Stored data below:
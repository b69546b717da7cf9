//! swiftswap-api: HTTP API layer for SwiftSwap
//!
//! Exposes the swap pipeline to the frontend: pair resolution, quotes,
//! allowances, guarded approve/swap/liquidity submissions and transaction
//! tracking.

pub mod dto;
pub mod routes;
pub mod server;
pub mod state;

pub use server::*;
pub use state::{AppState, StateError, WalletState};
End of Stored data.
Please filter the entries for the word "state" and copy the lines that have it.

• [Completed exercise]
pub mod state;
pub use state::{AppState, StateError, WalletState};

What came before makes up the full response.